I'm a personal trainer, so trust me on this one: these 11 simple home workouts get my pick as the most effective
Bookmark these for later.
- What's the ideal length of a simple home workout?
- 1. 8 minute post-pregnancy workout
- 2. 9 minute full body HIIT workout
- 3. 15 minute express Pilates workout
- 4. 15 minute core workout
- 5. 20 minute full body strength workout
- 6. 20 minute beginner Pilates
- 7. 20 minute no kit HIIT
- 8. 20 minute HIIT
- 9. 30 minute yoga flow
- 10. 30 minute cardio and abs
- 11. 30 minute full body Pilates sculpt
On the hunt for simple home workouts? We don't blame you - they're easy to do, affordable, and even doable in your pyjamas (yes, really). Home workouts soared in popularity during lockdown and while lockdown is thankfully a thing of the past now, working out from home has remained a mainstay.

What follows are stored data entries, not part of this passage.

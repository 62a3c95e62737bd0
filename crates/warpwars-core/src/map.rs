//! Seeded planet scatter.
//!
//! Given a [`MapConfig`], [`scatter`] places neutral planets inside a square
//! of half-width `extent` centered between the starting ships. The same seed
//! always yields the same planets.

use glam::Vec2;
use rand::{Rng, SeedableRng};
use rand_chacha::ChaCha8Rng;
use tracing::{debug, warn};

use crate::config::{GameConfig, MapConfig, PlanetSpec};

/// Placement attempts per planet before it is skipped.
const MAX_ATTEMPTS: usize = 64;

/// Starting position of player `index`'s first ship.
#[must_use]
pub fn start_position(config: &GameConfig, index: usize) -> Vec2 {
    #[allow(clippy::cast_precision_loss)]
    Vec2::new(index as f32 * config.start_spacing, 0.0)
}

/// Scatters `map.planet_count` planets.
///
/// A planet keeps `map.clearance` plus its radius away from every starting
/// ship and does not overlap explicitly configured or previously scattered
/// planets. Planets that cannot be placed after a bounded number of attempts
/// are skipped, so fewer than `planet_count` may be returned.
#[must_use]
pub fn scatter(config: &GameConfig, map: &MapConfig) -> Vec<PlanetSpec> {
    let mut rng = ChaCha8Rng::seed_from_u64(map.seed);
    let starts: Vec<Vec2> = (0..config.player_count)
        .map(|i| start_position(config, i))
        .collect();
    #[allow(clippy::cast_precision_loss)]
    let center = starts.iter().copied().sum::<Vec2>() / starts.len().max(1) as f32;
    let keep_out = map.clearance + config.planet_radius;
    let spacing = config.planet_radius * 2.0;

    let mut placed: Vec<Vec2> = config.planets.iter().map(|p| p.position).collect();
    let mut planets = Vec::with_capacity(map.planet_count);

    for _ in 0..map.planet_count {
        let candidate = (0..MAX_ATTEMPTS).find_map(|_| {
            let position = center
                + Vec2::new(
                    rng.gen_range(-map.extent..=map.extent),
                    rng.gen_range(-map.extent..=map.extent),
                );
            let clear_of_starts = starts.iter().all(|s| s.distance(position) >= keep_out);
            let clear_of_planets = placed.iter().all(|p| p.distance(position) >= spacing);
            (clear_of_starts && clear_of_planets).then_some(position)
        });
        let Some(position) = candidate else {
            warn!(seed = map.seed, "no room left for planet; skipping");
            continue;
        };

        let health = rng.gen_range(map.min_health..=map.max_health);
        placed.push(position);
        planets.push(PlanetSpec {
            position,
            health,
            population: 0,
        });
    }

    debug!(seed = map.seed, count = planets.len(), "map scattered");
    planets
}
//! Error types for Confluence integration.

/// Error from Confluence API operations.
///
/// Status codes are mapped onto semantic variants so callers can tell an
/// authentication problem from a concurrent edit without parsing bodies.
#[derive(Debug, thiserror::Error)]
#[non_exhaustive]
pub enum ConfluenceError {
    /// HTTP request failed before a response arrived (DNS, TLS, timeout).
    #[error("HTTP request failed: {0}")]
    Transport(#[from] ureq::Error),

    /// Credentials rejected (401) or insufficient permissions (403).
    #[error("authentication failed (HTTP {status}): {body}")]
    Authentication {
        /// HTTP status code.
        status: u16,
        /// Response body.
        body: String,
    },

    /// Addressed content does not exist (404).
    #[error("not found: {body}")]
    NotFound {
        /// Response body.
        body: String,
    },

    /// Version conflict, usually a concurrent edit (409).
    #[error("conflict: {body}")]
    Conflict {
        /// Response body.
        body: String,
    },

    /// Any other error status.
    #[error("HTTP error: {status} - {body}")]
    HttpResponse {
        /// HTTP status code.
        status: u16,
        /// Response body (may contain error details).
        body: String,
    },

    /// JSON serialization/deserialization error.
    #[error("JSON error: {0}")]
    Json(#[from] serde_json::Error),
}

impl ConfluenceError {
    /// Classify an error response by status code.
    pub(crate) fn from_status(status: u16, body: String) -> Self {
        match status {
            401 | 403 => Self::Authentication { status, body },
            404 => Self::NotFound { body },
            409 => Self::Conflict { body },
            _ => Self::HttpResponse { status, body },
        }
    }

    /// HTTP status code, if the server answered.
    #[must_use]
    pub fn status(&self) -> Option<u16> {
        match self {
            Self::Authentication { status, .. } | Self::HttpResponse { status, .. } => {
                Some(*status)
            }
            Self::NotFound { .. } => Some(404),
            Self::Conflict { .. } => Some(409),
            Self::Transport(_) | Self::Json(_) => None,
        }
    }

    /// Whether repeating the request later could succeed.
    ///
    /// True for transport failures, rate limiting and server errors.
    #[must_use]
    pub fn is_transient(&self) -> bool {
        match self {
            Self::Transport(_) => true,
            Self::HttpResponse { status, .. } => *status == 429 || *status >= 500,
            _ => false,
        }
    }
}
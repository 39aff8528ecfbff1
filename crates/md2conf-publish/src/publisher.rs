//! Create-or-update publishing.
//!
//! For every document the [`Publisher`] makes exactly one lookup by title and
//! then exactly one write: an update of the page it found, or a create under
//! the configured parent page. Updates replace the stored body outright.

use std::fmt;
use std::path::PathBuf;

use md2conf_confluence::{ConfluenceError, PageStore, markdown_to_storage};
use tracing::{info, warn};

use crate::error::PublishError;
use crate::title::{MappedDocument, Title};

/// Where new and existing pages live.
#[derive(Debug, Clone, PartialEq, Eq)]
pub struct PublishTarget {
    /// Space key.
    pub space: String,
    /// Parent page of newly created pages.
    pub parent_id: String,
}

/// Run-wide switches.
#[derive(Debug, Clone, Copy, Default, PartialEq, Eq)]
pub struct PublishOptions {
    /// Look pages up but skip every write.
    pub dry_run: bool,
    /// Record per-document failures and continue instead of stopping.
    pub keep_going: bool,
}

/// What happened to one page.
#[derive(Debug, Clone, Copy, PartialEq, Eq)]
pub enum PublishAction {
    /// A new page was created.
    Created,
    /// An existing page was overwritten.
    Updated,
    /// Dry run: a page would be created.
    WouldCreate,
    /// Dry run: an existing page would be overwritten.
    WouldUpdate,
}

/// Result of publishing one document.
#[derive(Debug, Clone, PartialEq, Eq)]
pub struct PageOutcome {
    /// Page title.
    pub title: Title,
    /// Action taken.
    pub action: PublishAction,
    /// ID of the created or updated page; `None` only for `WouldCreate`.
    pub page_id: Option<String>,
}

impl fmt::Display for PageOutcome {
    fn fmt(&self, f: &mut fmt::Formatter<'_>) -> fmt::Result {
        let id = self.page_id.as_deref().unwrap_or("-");
        match self.action {
            PublishAction::Created => write!(f, "Created page: {} ({id})", self.title),
            PublishAction::Updated => write!(f, "Updated existing page: {} ({id})", self.title),
            PublishAction::WouldCreate => write!(f, "Would create page: {}", self.title),
            PublishAction::WouldUpdate => {
                write!(f, "Would update existing page: {} ({id})", self.title)
            }
        }
    }
}

/// A document that failed in keep-going mode.
#[derive(Debug)]
pub struct PageFailure {
    /// Page title.
    pub title: Title,
    /// Source document, relative to the root.
    pub relative_path: PathBuf,
    /// What went wrong.
    pub error: PublishError,
}

/// Progress notification emitted once per document.
#[derive(Debug)]
pub enum Progress<'a> {
    /// Document published (or, in dry-run mode, planned).
    Published(&'a PageOutcome),
    /// Document failed and the run continues.
    Failed(&'a PageFailure),
}

/// Tally of a publishing run.
#[derive(Debug, Default)]
pub struct PublishReport {
    /// Successful documents, in publish order.
    pub outcomes: Vec<PageOutcome>,
    /// Failed documents (keep-going mode only).
    pub failures: Vec<PageFailure>,
}

impl PublishReport {
    /// Number of pages with the given action.
    pub fn count(&self, action: PublishAction) -> usize {
        self.outcomes.iter().filter(|o| o.action == action).count()
    }

    /// Number of documents attempted.
    pub fn total(&self) -> usize {
        self.outcomes.len() + self.failures.len()
    }

    /// True when no document failed.
    pub fn is_success(&self) -> bool {
        self.failures.is_empty()
    }
}

/// Publishes documents into one space through a [`PageStore`].
pub struct Publisher<S> {
    store: S,
    target: PublishTarget,
    options: PublishOptions,
}

impl<S: PageStore> Publisher<S> {
    /// Create a publisher with default options.
    pub fn new(store: S, target: PublishTarget) -> Self {
        Self {
            store,
            target,
            options: PublishOptions::default(),
        }
    }

    /// Replace the run options.
    #[must_use]
    pub fn with_options(mut self, options: PublishOptions) -> Self {
        self.options = options;
        self
    }

    /// Reconcile one page: update it if `title` exists in the space,
    /// otherwise create it under the parent page.
    pub fn publish_page(&self, title: &Title, body: &str) -> Result<PageOutcome, ConfluenceError> {
        let existing = self
            .store
            .find_page_by_title(&self.target.space, title.as_str())?;

        let (action, page_id) = match (existing, self.options.dry_run) {
            (Some(page), true) => (PublishAction::WouldUpdate, Some(page.id)),
            (None, true) => (PublishAction::WouldCreate, None),
            (Some(page), false) => {
                let updated =
                    self.store
                        .update_page(&page.id, title.as_str(), body, page.version.number)?;
                (PublishAction::Updated, Some(updated.id))
            }
            (None, false) => {
                let created = self.store.create_page(
                    &self.target.space,
                    title.as_str(),
                    body,
                    &self.target.parent_id,
                )?;
                (PublishAction::Created, Some(created.id))
            }
        };

        Ok(PageOutcome {
            title: title.clone(),
            action,
            page_id,
        })
    }

    /// Read, convert and publish one document.
    pub fn publish_document(&self, mapped: &MappedDocument) -> Result<PageOutcome, PublishError> {
        let markdown = mapped.document.read_content()?;
        let body = markdown_to_storage(&markdown);
        self.publish_page(&mapped.title, &body)
            .map_err(|source| PublishError::Remote {
                title: mapped.title.to_string(),
                source,
            })
    }

    /// Publish `documents` in order, reporting each result to `on_progress`.
    ///
    /// Without `keep_going` the first failure is returned and later documents
    /// are left untouched. With it, failures are collected in the report.
    pub fn run<F>(
        &self,
        documents: &[MappedDocument],
        mut on_progress: F,
    ) -> Result<PublishReport, PublishError>
    where
        F: FnMut(Progress<'_>),
    {
        let mut report = PublishReport::default();

        for mapped in documents {
            match self.publish_document(mapped) {
                Ok(outcome) => {
                    info!(title = %outcome.title, action = ?outcome.action, "Published");
                    on_progress(Progress::Published(&outcome));
                    report.outcomes.push(outcome);
                }
                Err(error) if self.options.keep_going => {
                    warn!(title = %mapped.title, "Publishing failed: {error}");
                    let failure = PageFailure {
                        title: mapped.title.clone(),
                        relative_path: mapped.document.relative_path().to_path_buf(),
                        error,
                    };
                    on_progress(Progress::Failed(&failure));
                    report.failures.push(failure);
                }
                Err(error) => return Err(error),
            }
        }

        Ok(report)
    }
}

#[cfg(test)]
mod tests {
    use md2conf_confluence::{MockPageStore, StoreCall};
    use pretty_assertions::assert_eq;

    use super::*;

    fn target() -> PublishTarget {
        PublishTarget {
            space: "DOCS".to_owned(),
            parent_id: "42".to_owned(),
        }
    }

    fn title(s: &str) -> Title {
        Title::from_relative(std::path::Path::new(&format!("{s}.md")))
    }

    #[test]
    fn test_absent_title_is_created_under_parent() {
        let store = MockPageStore::new();
        let publisher = Publisher::new(&store, target());

        let outcome = publisher.publish_page(&title("README"), "<p>x</p>").unwrap();
        assert_eq!(outcome.action, PublishAction::Created);
        assert_eq!(
            store.calls(),
            vec![
                StoreCall::Find {
                    space: "DOCS".to_owned(),
                    title: "README".to_owned()
                },
                StoreCall::Create {
                    space: "DOCS".to_owned(),
                    title: "README".to_owned(),
                    parent_id: "42".to_owned()
                },
            ]
        );
        assert_eq!(outcome.to_string(), "Created page: README (1000)");
    }

    #[test]
    fn test_existing_title_is_updated_with_its_id() {
        let store = MockPageStore::new().with_page("DOCS", "docs/guide", "<p>old</p>");
        let publisher = Publisher::new(&store, target());

        let outcome = publisher
            .publish_page(&title("docs/guide"), "<p>new</p>")
            .unwrap();
        assert_eq!(outcome.action, PublishAction::Updated);
        assert_eq!(outcome.page_id.as_deref(), Some("1000"));
        assert_eq!(store.write_count(), 1);
        assert!(matches!(
            &store.calls()[1],
            StoreCall::Update { page_id, current_version: 1, .. } if page_id == "1000"
        ));
        assert_eq!(
            outcome.to_string(),
            "Updated existing page: docs/guide (1000)"
        );
        assert_eq!(
            store.pages("DOCS")[0].storage_value(),
            Some("<p>new</p>")
        );
    }

    #[test]
    fn test_dry_run_never_writes() {
        let store = MockPageStore::new().with_page("DOCS", "a", "");
        let publisher = Publisher::new(&store, target()).with_options(PublishOptions {
            dry_run: true,
            ..PublishOptions::default()
        });

        let update = publisher.publish_page(&title("a"), "x").unwrap();
        let create = publisher.publish_page(&title("b"), "x").unwrap();
        assert_eq!(update.action, PublishAction::WouldUpdate);
        assert_eq!(create.action, PublishAction::WouldCreate);
        assert_eq!(create.to_string(), "Would create page: b");
        assert_eq!(store.write_count(), 0);
    }

    #[test]
    fn test_remote_failure_propagates() {
        let store = MockPageStore::new().fail_writes_for("README");
        let publisher = Publisher::new(&store, target());
        let err = publisher.publish_page(&title("README"), "x").unwrap_err();
        assert_eq!(err.status(), Some(500));
    }

    #[test]
    fn test_report_counts() {
        let report = PublishReport {
            outcomes: vec![
                PageOutcome {
                    title: title("a"),
                    action: PublishAction::Created,
                    page_id: Some("1".to_owned()),
                },
                PageOutcome {
                    title: title("b"),
                    action: PublishAction::Updated,
                    page_id: Some("2".to_owned()),
                },
            ],
            failures: Vec::new(),
        };
        assert_eq!(report.count(PublishAction::Created), 1);
        assert_eq!(report.count(PublishAction::Updated), 1);
        assert_eq!(report.total(), 2);
        assert!(report.is_success());
    }
}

Case in point: the recent A Sweat Life State of Fitness report found that nearly 75% of people workout from home at least once a week. It doesn't take a rocket scientist to work out why, either, with research showing that eight in ten adults find gyms intimidating, and a 2020 study concluding that often, women choose not to exercise in fitness environments due to a lack of confidence and fear of receiving unsolicited advice from men.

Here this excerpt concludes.